**To do:**
Report only how many lines of the entries below contain the string "SqlitePool".

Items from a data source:
>>>>>

//! Shared test helpers for service integration tests.

#![allow(dead_code)]

use std::sync::{Arc, Mutex};
use std::time::Duration;

use async_trait::async_trait;
use bytes::Bytes;
use sqlx::SqlitePool;
use uuid::Uuid;

use docvault_core::config::transaction::TransactionConfig;
use docvault_core::result::AppResult;
use docvault_core::traits::blob::BlobStore;
use docvault_service::{AccessController, RequestContext, TreeService, VersionSequencer};
use docvault_store::repositories::{
    AccessRepository, DocumentRepository, FolderRepository, VersionRepository,
};
use docvault_store::{StorePool, TxnCoordinator};

/// In-memory blob store that records deletions and fakes presigning.
#[derive(Debug, Default)]
pub struct MockBlobStore {
    /// Keys passed to `delete`, in order.
    pub deleted: Mutex<Vec<String>>,
}

#[async_trait]
impl BlobStore for MockBlobStore {
    async fn store(&self, _data: Bytes) -> AppResult<String> {
        Ok(format!("blob-{}", Uuid::new_v4()))
    }

    async fn delete(&self, key: &str) -> AppResult<()> {
        self.deleted.lock().expect("blob lock").push(key.to_string());
        Ok(())
    }

    async fn presign(&self, key: &str, ttl: Duration) -> AppResult<String> {
        Ok(format!(
            "https://blobs.invalid/{key}?expires={}",
            ttl.as_secs()
        ))
    }
}

/// Fully wired service stack over a private in-memory database.
pub struct TestEnv {
    pub pool: SqlitePool,
    pub tree: TreeService,
    pub access: Arc<AccessController>,
    pub versions: VersionSequencer,
    pub blobs: Arc<MockBlobStore>,
    pub folder_repo: Arc<FolderRepository>,
    pub document_repo: Arc<DocumentRepository>,
    pub access_repo: Arc<AccessRepository>,
    pub version_repo: Arc<VersionRepository>,
}

impl TestEnv {
    /// Build a fresh environment with migrations applied.
    pub async fn new() -> Self {
        let pool = StorePool::connect_in_memory()
            .await
            .expect("Failed to open in-memory store")
            .into_pool();

        let folder_repo = Arc::new(FolderRepository::new(pool.clone()));
        let document_repo = Arc::new(DocumentRepository::new(pool.clone()));
        let access_repo = Arc::new(AccessRepository::new(pool.clone()));
        let version_repo = Arc::new(VersionRepository::new(pool.clone()));
        let txn = Arc::new(TxnCoordinator::new(
            pool.clone(),
            TransactionConfig::default(),
        ));

        let access = Arc::new(AccessController::new(
            folder_repo.clone(),
            document_repo.clone(),
            access_repo.clone(),
            txn.clone(),
        ));
        let tree = TreeService::new(
            folder_repo.clone(),
            document_repo.clone(),
            access_repo.clone(),
            access.clone(),
            txn.clone(),
        );
        let blobs = Arc::new(MockBlobStore::default());
        let versions = VersionSequencer::new(version_repo.clone(), blobs.clone());

        Self {
            pool,
            tree,
            access,
            versions,
            blobs,
            folder_repo,
            document_repo,
            access_repo,
            version_repo,
        }
    }
}

/// A request context for a fresh random user.
pub fn ctx() -> RequestContext {
    RequestContext::new(Uuid::new_v4())
}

<<<<<

**Your solution:**
2